FD: A lot of people have said that, but then nobody has said that after reading the book. I think the cool part of it is that I’m much older than the YouTubers who are doing books now and talking about their digital lives. We’ve all grown up in this really formative time, so you can be any age, and you can offer your experience. The coolest thing about the book is that I’ve seen so many younger girls come up to me and tell me how important and empowering the book was to them to be themselves. Especially when you’re that age, you get a lot of peer pressure to conform to this idea of femininity and how women achieve things which is usually through ability and attractiveness and getting rid of the things that make you different in order to be attractive to men. I think, for me, to empower people to be weird and not to abandon the things that make them different in order to conform is a good step forward. Being my age, hopefully they are able to relate to me a little bit more because I’m telling a journey that’s not five steps away from them. They may have grown up on my work–five years on the internet and if they’re 10 or 15, they grew up on my work–and I used to shy away from that like, “Oh my god, I’m old!” But not really when you think about in the digital world most of the audience is young. I just encourage people to be as weird as they want to be and to not get rid of the things that make them special especially to conform to the stereotypes the world is telling us to be.

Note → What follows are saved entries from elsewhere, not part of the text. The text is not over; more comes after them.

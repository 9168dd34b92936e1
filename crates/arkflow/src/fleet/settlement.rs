//! Weekly settlement calculator.
//!
//! Turns one cycle's platform earnings plus known charges into a [`SettlementRecord`].
//! Everything here is pure: persistence is the caller's concern.

use chrono::NaiveDate;
use rust_decimal::Decimal;
use serde::{Deserialize, Serialize};

use super::domain::{
    DriverId, RegistrationNumber, SettlementDraft, SettlementId, SettlementRecord,
    SettlementStatus, ValidationError,
};
use super::money::Money;

/// Commission owed to the fleet for the cycle.
#[derive(Debug, Clone, Copy, PartialEq, Eq, Serialize, Deserialize)]
#[serde(rename_all = "snake_case", tag = "kind", content = "value")]
pub enum Commission {
    /// Absolute amount deducted.
    Flat(Money),
    /// Fraction of gross earnings, between 0 and 1 inclusive.
    Rate(Decimal),
}

impl Default for Commission {
    fn default() -> Self {
        Commission::Flat(Money::ZERO)
    }
}

/// Raw earnings input for one driver and one cycle.
#[derive(Debug, Clone, PartialEq, Eq, Serialize, Deserialize)]
pub struct SettlementInput {
    pub driver_id: DriverId,
    pub vehicle_registration: RegistrationNumber,
    pub cycle_end: NaiveDate,
    pub gross_earnings: Money,
    #[serde(default)]
    pub commission: Commission,
    #[serde(default)]
    pub fast_tag_charge: Money,
    #[serde(default)]
    pub rto_fine: Money,
    #[serde(default)]
    pub private_toll_charges: Money,
    #[serde(default)]
    pub other_charges: Money,
}

/// What to do when deductions exceed gross earnings.
#[derive(Debug, Clone, Copy, PartialEq, Eq, Default, Serialize, Deserialize)]
#[serde(rename_all = "snake_case")]
pub enum NegativePayoutPolicy {
    /// Fail with [`InvalidAmountError::NegativeNetPayable`].
    #[default]
    Reject,
    /// Pay zero and carry the deficit on the record as `shortfall`.
    Clamp,
}

impl NegativePayoutPolicy {
    pub fn parse(raw: &str) -> Option<Self> {
        match raw.trim().to_ascii_lowercase().as_str() {
            "reject" => Some(Self::Reject),
            "clamp" => Some(Self::Clamp),
            _ => None,
        }
    }
}

/// Monetary input the calculator refuses.
#[derive(Debug, Clone, PartialEq, Eq, thiserror::Error)]
pub enum InvalidAmountError {
    #[error("{field} must not be negative (found {value})")]
    Negative { field: &'static str, value: Money },
    #[error("{field} of {value} is above the ledger limit")]
    TooLarge { field: &'static str, value: Money },
    #[error("commission {commission} exceeds gross earnings {gross}")]
    CommissionExceedsGross { commission: Money, gross: Money },
    #[error("commission rate {0} must be between 0 and 1")]
    CommissionRate(Decimal),
    #[error("deductions exceed earnings: net payable would be {0}")]
    NegativeNetPayable(Money),
    #[error(transparent)]
    Invalid(#[from] ValidationError),
}

#[derive(Debug, Clone, Default)]
pub struct SettlementCalculator {
    policy: NegativePayoutPolicy,
}

impl SettlementCalculator {
    pub fn new(policy: NegativePayoutPolicy) -> Self {
        Self { policy }
    }

    pub fn policy(&self) -> NegativePayoutPolicy {
        self.policy
    }

    /// Compute a `Pending` record with a freshly generated id.
    pub fn compute(&self, input: SettlementInput) -> Result<SettlementRecord, InvalidAmountError> {
        let id = SettlementId(uuid::Uuid::new_v4().to_string());
        self.compute_with_id(id, input)
    }

    pub fn compute_with_id(
        &self,
        id: SettlementId,
        input: SettlementInput,
    ) -> Result<SettlementRecord, InvalidAmountError> {
        let gross = input.gross_earnings;
        non_negative("gross earnings", gross)?;

        let commission = match input.commission {
            Commission::Flat(amount) => {
                non_negative("commission", amount)?;
                amount
            }
            Commission::Rate(rate) => {
                if rate < Decimal::ZERO || rate > Decimal::ONE {
                    return Err(InvalidAmountError::CommissionRate(rate));
                }
                gross.apply_rate(rate)
            }
        };
        if commission > gross {
            return Err(InvalidAmountError::CommissionExceedsGross { commission, gross });
        }

        non_negative("fast tag charge", input.fast_tag_charge)?;
        non_negative("rto fine", input.rto_fine)?;
        non_negative("private toll charges", input.private_toll_charges)?;
        non_negative("other charges", input.other_charges)?;

        let deductions = commission
            + input.fast_tag_charge
            + input.rto_fine
            + input.private_toll_charges
            + input.other_charges;
        let net = gross - deductions;

        let (net_payable, shortfall) = if net.is_negative() {
            match self.policy {
                NegativePayoutPolicy::Reject => {
                    return Err(InvalidAmountError::NegativeNetPayable(net))
                }
                NegativePayoutPolicy::Clamp => (Money::ZERO, net.abs()),
            }
        } else {
            (net, Money::ZERO)
        };

        let record = SettlementRecord::new(SettlementDraft {
            id,
            driver_id: input.driver_id,
            vehicle_registration: input.vehicle_registration,
            cycle_end: input.cycle_end,
            gross_earnings: gross,
            commission,
            fast_tag_charge: input.fast_tag_charge,
            rto_fine: input.rto_fine,
            private_toll_charges: input.private_toll_charges,
            other_charges: input.other_charges,
            net_payable,
            shortfall,
            status: SettlementStatus::Pending,
        })?;

        Ok(record)
    }
}

/// Compute a settlement under the default `Reject` policy.
pub fn compute_settlement(input: SettlementInput) -> Result<SettlementRecord, InvalidAmountError> {
    SettlementCalculator::default().compute(input)
}

fn non_negative(field: &'static str, value: Money) -> Result<(), InvalidAmountError> {
    if value.is_negative() {
        Err(InvalidAmountError::Negative { field, value })
    } else if value.exceeds_ledger_limit() {
        Err(InvalidAmountError::TooLarge { field, value })
    } else {
        Ok(())
    }
}
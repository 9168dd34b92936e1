use std::fmt;
use std::iter::Sum;
use std::ops::{Add, AddAssign, Sub};

use rust_decimal::{Decimal, RoundingStrategy};
use serde::{Deserialize, Serialize};

/// Fractional digits kept for every ledger amount (paise).
pub const MONEY_SCALE: u32 = 2;

/// Largest single amount the ledger accepts, in rupees. Sums of bounded amounts cannot
/// overflow `Decimal`.
pub const LEDGER_LIMIT_RUPEES: i64 = 1_000_000_000_000;

/// Fixed-point rupee amount normalised to two fractional digits.
///
/// All ledger arithmetic goes through this type so that sums and differences are exact;
/// values arriving from JSON as floats are rounded half away from zero on the way in.
#[derive(Debug, Clone, Copy, PartialEq, Eq, PartialOrd, Ord, Hash, Default, Serialize, Deserialize)]
#[serde(from = "Decimal", into = "Decimal")]
pub struct Money(Decimal);

impl Money {
    pub const ZERO: Money = Money(Decimal::ZERO);

    pub fn new(amount: Decimal) -> Self {
        Self(amount.round_dp_with_strategy(MONEY_SCALE, RoundingStrategy::MidpointAwayFromZero))
    }

    /// Whole rupees, e.g. `Money::from_major(15_400)`.
    pub fn from_major(rupees: i64) -> Self {
        Self::new(Decimal::from(rupees))
    }

    /// Amount expressed in paise.
    pub fn from_minor(paise: i64) -> Self {
        Self::new(Decimal::new(paise, MONEY_SCALE))
    }

    pub fn amount(self) -> Decimal {
        self.0
    }

    pub fn is_negative(&self) -> bool {
        self.0.is_sign_negative() && !self.0.is_zero()
    }

    pub fn is_zero(&self) -> bool {
        self.0.is_zero()
    }

    /// True when the magnitude is above [`LEDGER_LIMIT_RUPEES`].
    pub fn exceeds_ledger_limit(&self) -> bool {
        self.0.abs() > Decimal::from(LEDGER_LIMIT_RUPEES)
    }

    /// Applies a fractional rate (0.2 = 20%) and rounds back to paise.
    pub fn apply_rate(self, rate: Decimal) -> Self {
        Self::new(self.0 * rate)
    }

    pub fn abs(self) -> Self {
        Self(self.0.abs())
    }
}

impl From<Decimal> for Money {
    fn from(value: Decimal) -> Self {
        Self::new(value)
    }
}

impl From<Money> for Decimal {
    fn from(value: Money) -> Self {
        value.0
    }
}

impl Add for Money {
    type Output = Money;

    fn add(self, rhs: Money) -> Money {
        Money(self.0 + rhs.0)
    }
}

impl AddAssign for Money {
    fn add_assign(&mut self, rhs: Money) {
        self.0 += rhs.0;
    }
}

impl Sub for Money {
    type Output = Money;

    fn sub(self, rhs: Money) -> Money {
        Money(self.0 - rhs.0)
    }
}

impl Sum for Money {
    fn sum<I: Iterator<Item = Money>>(iter: I) -> Self {
        iter.fold(Money::ZERO, Add::add)
    }
}

impl<'a> Sum<&'a Money> for Money {
    fn sum<I: Iterator<Item = &'a Money>>(iter: I) -> Self {
        iter.copied().sum()
    }
}

impl fmt::Display for Money {
    fn fmt(&self, f: &mut fmt::Formatter<'_>) -> fmt::Result {
        write!(f, "{:.2}", self.0)
    }
}

#[cfg(test)]
mod tests {
    use super::*;
    use rust_decimal_macros::dec;

    #[test]
    fn new_rounds_half_away_from_zero() {
        assert_eq!(Money::new(dec!(10.005)).amount(), dec!(10.01));
        assert_eq!(Money::new(dec!(-10.005)).amount(), dec!(-10.01));
        assert_eq!(Money::new(dec!(10.004)).amount(), dec!(10.00));
    }

    #[test]
    fn sums_are_exact_where_floats_drift() {
        let total: Money = std::iter::repeat(Money::new(dec!(0.1))).take(10).sum();
        assert_eq!(total, Money::from_major(1));
    }

    #[test]
    fn apply_rate_rounds_to_paise() {
        let commission = Money::from_major(15_400).apply_rate(dec!(0.2));
        assert_eq!(commission, Money::from_major(3_080));

        let odd = Money::from_minor(12_345).apply_rate(dec!(0.15));
        assert_eq!(odd.amount(), dec!(18.52));
    }

    #[test]
    fn zero_is_not_negative() {
        assert!(!Money::ZERO.is_negative());
        assert!((Money::ZERO - Money::from_minor(1)).is_negative());
    }

    #[test]
    fn deserializes_json_numbers() {
        let parsed: Money = serde_json::from_str("11670.5").expect("number parses");
        assert_eq!(parsed.amount(), dec!(11670.50));
        let parsed: Money = serde_json::from_str("450").expect("integer parses");
        assert_eq!(parsed, Money::from_major(450));
    }

    #[test]
    fn zero_check_works_as_serde_skip_predicate() {
        let skip: fn(&Money) -> bool = Money::is_zero;
        assert!(skip(&Money::ZERO));
        assert!(!skip(&Money::from_minor(1)));
    }

    #[test]
    fn ledger_limit_is_inclusive() {
        assert!(!Money::from_major(LEDGER_LIMIT_RUPEES).exceeds_ledger_limit());
        assert!(Money::from_major(LEDGER_LIMIT_RUPEES + 1).exceeds_ledger_limit());
        assert!(Money::new(Decimal::MIN).exceeds_ledger_limit());
    }

    #[test]
    fn display_uses_two_decimals() {
        assert_eq!(Money::from_major(11_670).to_string(), "11670.00");
    }
}
//! Adapter for settlement payloads written by earlier dashboard releases.
//!
//! Three shapes are in circulation:
//! - `olaUberEarnings`, `fastTagCharges`, `rtoFines`, `tollTax`, `commissionDeducted`
//!   (no vehicle plate);
//! - `olaUberEarnings`, `vehRegNumber`, `fastTagCharge`, `rtoFine`, `privateTollCharges`,
//!   `anyOtherCharges`;
//! - the canonical snake_case [`SettlementRecord`] layout.
//!
//! Everything is funnelled into the canonical record here so the calculator and reducers
//! never see the older field names.

use chrono::NaiveDate;
use serde::Deserialize;

use super::domain::{
    DriverId, RegistrationNumber, SettlementDraft, SettlementId, SettlementRecord,
    SettlementStatus, ValidationError,
};
use super::money::Money;

#[derive(Debug, thiserror::Error)]
pub enum LegacyImportError {
    #[error("invalid settlement payload: {0}")]
    Json(#[from] serde_json::Error),
    #[error("settlement {id}: no vehicle registration recorded for driver {driver_id}")]
    MissingVehicle { id: String, driver_id: String },
    #[error("settlement {id}: unknown status '{status}'")]
    UnknownStatus { id: String, status: String },
    #[error("settlement {id}: {source}")]
    Invalid {
        id: String,
        #[source]
        source: ValidationError,
    },
}

/// Superset of every settlement shape the dashboard has persisted.
#[derive(Debug, Clone, Deserialize)]
pub struct LegacySettlement {
    pub id: String,
    #[serde(alias = "driverId")]
    pub driver_id: String,
    #[serde(default, alias = "vehRegNumber")]
    pub vehicle_registration: Option<String>,
    #[serde(alias = "weekEnding")]
    pub cycle_end: NaiveDate,
    #[serde(alias = "olaUberEarnings")]
    pub gross_earnings: Money,
    #[serde(default, alias = "commissionDeducted")]
    pub commission: Money,
    #[serde(default, alias = "fastTagCharges", alias = "fastTagCharge")]
    pub fast_tag_charge: Money,
    #[serde(default, alias = "rtoFines", alias = "rtoFine")]
    pub rto_fine: Money,
    #[serde(default, alias = "tollTax", alias = "privateTollCharges")]
    pub private_toll_charges: Money,
    #[serde(default, alias = "anyOtherCharges")]
    pub other_charges: Money,
    #[serde(default, alias = "netPayable")]
    pub net_payable: Option<Money>,
    #[serde(default)]
    pub shortfall: Money,
    #[serde(default)]
    pub status: Option<String>,
}

impl LegacySettlement {
    /// Convert to the canonical record.
    ///
    /// `resolve_vehicle` supplies a plate for payloads that predate the vehicle field,
    /// typically the driver's current assignment. A stored net payable must agree with the
    /// components; when absent it is recomputed, clamping a negative result into `shortfall`.
    pub fn into_record<F>(self, resolve_vehicle: F) -> Result<SettlementRecord, LegacyImportError>
    where
        F: FnOnce(&DriverId) -> Option<RegistrationNumber>,
    {
        let id = self.id;
        let driver_id = DriverId(self.driver_id);

        let stored_plate = self
            .vehicle_registration
            .as_deref()
            .and_then(|raw| RegistrationNumber::parse(raw).ok());
        let vehicle_registration = match stored_plate.or_else(|| resolve_vehicle(&driver_id)) {
            Some(plate) => plate,
            None => {
                return Err(LegacyImportError::MissingVehicle {
                    id,
                    driver_id: driver_id.0,
                })
            }
        };

        let status = match self.status.as_deref().map(str::trim) {
            None | Some("") => SettlementStatus::Pending,
            Some(raw) if raw.eq_ignore_ascii_case("pending") => SettlementStatus::Pending,
            Some(raw) if raw.eq_ignore_ascii_case("settled") => SettlementStatus::Settled,
            Some(raw) => {
                return Err(LegacyImportError::UnknownStatus {
                    id,
                    status: raw.to_string(),
                })
            }
        };

        let deductions = self.commission
            + self.fast_tag_charge
            + self.rto_fine
            + self.private_toll_charges
            + self.other_charges;
        let computed = self.gross_earnings - deductions;
        let (net_payable, shortfall) = match self.net_payable {
            Some(stored) => (stored, self.shortfall),
            None if computed.is_negative() => (Money::ZERO, computed.abs()),
            None => (computed, Money::ZERO),
        };

        SettlementRecord::new(SettlementDraft {
            id: SettlementId(id.clone()),
            driver_id,
            vehicle_registration,
            cycle_end: self.cycle_end,
            gross_earnings: self.gross_earnings,
            commission: self.commission,
            fast_tag_charge: self.fast_tag_charge,
            rto_fine: self.rto_fine,
            private_toll_charges: self.private_toll_charges,
            other_charges: self.other_charges,
            net_payable,
            shortfall,
            status,
        })
        .map_err(|source| LegacyImportError::Invalid { id, source })
    }
}

/// Parse a JSON array of settlements in any historical shape.
pub fn parse_legacy_settlements(json: &str) -> Result<Vec<LegacySettlement>, LegacyImportError> {
    Ok(serde_json::from_str(json)?)
}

GD: Was there any one thing that made you want to do the book now?

FD: I describe this in the book, but I had a very bad nervous breakdown physically and mentally. I really had a horrible time, and I almost didn’t come out of it in a lot of ways. I almost quit. There were a lot of branching storylines I could have followed in the RPG of my life. Because I decided to stick with it and was able to emerge from it a much stronger person and a much healthier person I really did want to relay some of the things I learned to help other people if they find themselves in that lost place. I wanted to make people laugh because I love Tina Fey, and I love Mindy Kaling, and I loved their biographies. And I knew that I wanted to do something like that. But at the same time I really wanted it to mean something to somebody else. Our creativity isn’t about ourselves. It’s about other people. Our life journeys should be about sharing our experiences with other people and it helping steer their lives in small ways or large. We’re not about ourselves. We’re about what we express and how we affect others. If you think about life like that, it’s important to get your voice out there. Because I had gone through very many traumatic things that I wish I had known or that somebody had shown me an example of so that it would have occurred to me during the journey, “Oh you could have just done this.” We have blinders on a lot in life, and the more you can see different representations, the more you have possibilities for yourself. Hopefully there are a couple of nuggets in my book that open doors for people that wouldn’t have occurred to them before.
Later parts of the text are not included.